Task prompt:
The line containing "warn!(job = %key, error" opens the span to copy, and the last line of the records below closes it. Write out that span exactly.

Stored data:
>>

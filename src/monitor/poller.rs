//! Log tailing for the selected job.
//!
//! The poller owns a single [`PollSession`]: the job being viewed and the one
//! recurring timer that pulls its stdout and stderr. Changing the selection
//! cancels the old timer before a new one exists, and every tick reads the
//! selection and cursors as they are when it fires.
//!
//! Fetches run in their own tasks. They are not cancelled with the timer;
//! whatever they bring back is written under the key they were issued for,
//! through the [`FetchLease`] the store handed out.

use std::fmt;
use std::sync::{Arc, Mutex, MutexGuard, PoisonError, Weak};
use std::time::Duration;

use tokio::task::JoinHandle;
use tokio::time::{self, Instant, MissedTickBehavior};
use tokio_util::sync::CancellationToken;
use tracing::{debug, trace, warn};

use super::{CooldownGuard, OperationClass, DEFAULT_LOG_POLL_INTERVAL};
use crate::client::{FetchClient, LogRequest, DEFAULT_MAX_LINES};
use crate::state::{Channel, FetchLease, JobKey, LogStore};

const MIN_POLL_INTERVAL: Duration = Duration::from_millis(100);

/// Poller settings.
#[derive(Debug, Clone, Copy, PartialEq, Eq)]
pub struct PollerConfig {
    pub interval: Duration,
    pub max_lines: u32,
}

impl Default for PollerConfig {
    fn default() -> Self {
        Self {
            interval: DEFAULT_LOG_POLL_INTERVAL,
            max_lines: DEFAULT_MAX_LINES,
        }
    }
}

/// What the poller is doing.
#[derive(Debug, Clone, PartialEq, Eq)]
pub enum PollState {
    Idle,
    Polling(JobKey),
}

impl fmt::Display for PollState {
    fn fmt(&self, f: &mut fmt::Formatter<'_>) -> fmt::Result {
        match self {
            PollState::Idle => write!(f, "idle"),
            PollState::Polling(key) => write!(f, "polling {key}"),
        }
    }
}

struct PollTimer {
    token: CancellationToken,
    task: JoinHandle<()>,
}

impl PollTimer {
    fn cancel(self) {
        self.token.cancel();
        self.task.abort();
    }
}

#[derive(Default)]
struct PollSession {
    selected: Option<JobKey>,
    timer: Option<PollTimer>,
    /// Bumped on every transition; a tick from an older generation is inert.
    generation: u64,
}

impl PollSession {
    fn stop(&mut self) {
        self.generation += 1;
        self.selected = None;
        if let Some(timer) = self.timer.take() {
            timer.cancel();
        }
    }
}

struct Shared {
    client: Arc<dyn FetchClient>,
    store: LogStore,
    guard: Arc<CooldownGuard>,
    config: PollerConfig,
    session: Mutex<PollSession>,
}

impl Shared {
    fn session(&self) -> MutexGuard<'_, PollSession> {
        self.session.lock().unwrap_or_else(PoisonError::into_inner)
    }

    fn on_tick(&self, generation: u64) {
        let session = self.session();
        if session.generation != generation {
            trace!(generation, "ignoring tick from a cancelled timer");
            return;
        }
        let Some(key) = session.selected.as_ref() else {
            return;
        };
        for channel in Channel::ALL {
            self.issue(key, channel);
        }
    }

    /// Start a fetch for one channel unless the guard is cooling down or a
    /// fetch for that channel is still outstanding.
    fn issue(&self, key: &JobKey, channel: Channel) -> bool {
        if let Err(err) = self.guard.check(OperationClass::LogFetch) {
            debug!(job = %key, %channel, %err, "skipping log fetch");
            return false;
        }
        let Some(lease) = self.store.lease(key, channel) else {
            trace!(job = %key, %channel, "previous fetch still outstanding");
            return false;
        };

        let request = LogRequest::new(key, channel, lease.offset, self.config.max_lines);
        tokio::spawn(run_fetch(
            Arc::clone(&self.client),
            self.store.clone(),
            Arc::clone(&self.guard),
            lease,
            request,
        ));
        true
    }
}
//! Starting training jobs.

use std::sync::Arc;

use tracing::{info, warn};

use super::{CooldownGuard, OperationClass};
use crate::client::{FetchClient, TrainingRequest};
use crate::error::ConsoleError;
use crate::state::{JobStart, ProcessKind};

/// Issues guarded start, probe and weight listing calls against the service.
#[derive(Clone)]
pub struct Launcher {
    client: Arc<dyn FetchClient>,
    guard: Arc<CooldownGuard>,
}

impl Launcher {
    pub fn new(client: Arc<dyn FetchClient>, guard: Arc<CooldownGuard>) -> Self {
        Self { client, guard }
    }

    /// Start a training job and return what the registry needs to track it.
    ///
    /// The job key is validated before anything is sent.
    pub async fn launch(&self, request: &TrainingRequest) -> Result<JobStart, ConsoleError> {
        let key = request.key()?;
        self.guard.check(OperationClass::JobStart)?;

        match self.client.start_job(request).await {
            Ok(started) => {
                self.guard.record_success(OperationClass::JobStart);
                info!(job = %key, pid = ?started.process_id, "training started");
                Ok(started.into_job_start(request))
            }
            Err(err) => {
                if err.is_transient() {
                    self.guard.record_failure(OperationClass::JobStart);
                }
                warn!(job = %key, error = %err, "training failed to start");
                Err(err)
            }
        }
    }

    /// Check that the service is reachable.
    pub async fn probe(&self) -> Result<(), ConsoleError> {
        self.guard.check(OperationClass::Probe)?;
        let result = self.client.probe().await;
        self.record(OperationClass::Probe, &result);
        result
    }

    /// Trained weights a new `kind` job can start from.
    pub async fn list_weights(&self, kind: ProcessKind) -> Result<Vec<String>, ConsoleError> {
        self.guard.check(OperationClass::WeightList)?;
        let result = self.client.list_weights(kind).await;
        self.record(OperationClass::WeightList, &result);
        match &result {
            Ok(paths) => info!(%kind, count = paths.len(), "listed trained weights"),
            Err(err) => warn!(%kind, error = %err, "could not list trained weights"),
        }
        result
    }

    fn record<T>(&self, class: OperationClass, result: &Result<T, ConsoleError>) {
        match result {
            Ok(_) => self.guard.record_success(class),
            Err(err) if err.is_transient() => self.guard.record_failure(class),
            Err(_) => {}
        }
    }
}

<<

Output:
                warn!(job = %key, error = %err, "training failed to start");
                Err(err)
            }
        }
    }

    /// Check that the service is reachable.
    pub async fn probe(&self) -> Result<(), ConsoleError> {
        self.guard.check(OperationClass::Probe)?;
        let result = self.client.probe().await;
        self.record(OperationClass::Probe, &result);
        result
    }

    /// Trained weights a new `kind` job can start from.
    pub async fn list_weights(&self, kind: ProcessKind) -> Result<Vec<String>, ConsoleError> {
        self.guard.check(OperationClass::WeightList)?;
        let result = self.client.list_weights(kind).await;
        self.record(OperationClass::WeightList, &result);
        match &result {
            Ok(paths) => info!(%kind, count = paths.len(), "listed trained weights"),
            Err(err) => warn!(%kind, error = %err, "could not list trained weights"),
        }
        result
    }

    fn record<T>(&self, class: OperationClass, result: &Result<T, ConsoleError>) {
        match result {
            Ok(_) => self.guard.record_success(class),
            Err(err) if err.is_transient() => self.guard.record_failure(class),
            Err(_) => {}
        }
    }
}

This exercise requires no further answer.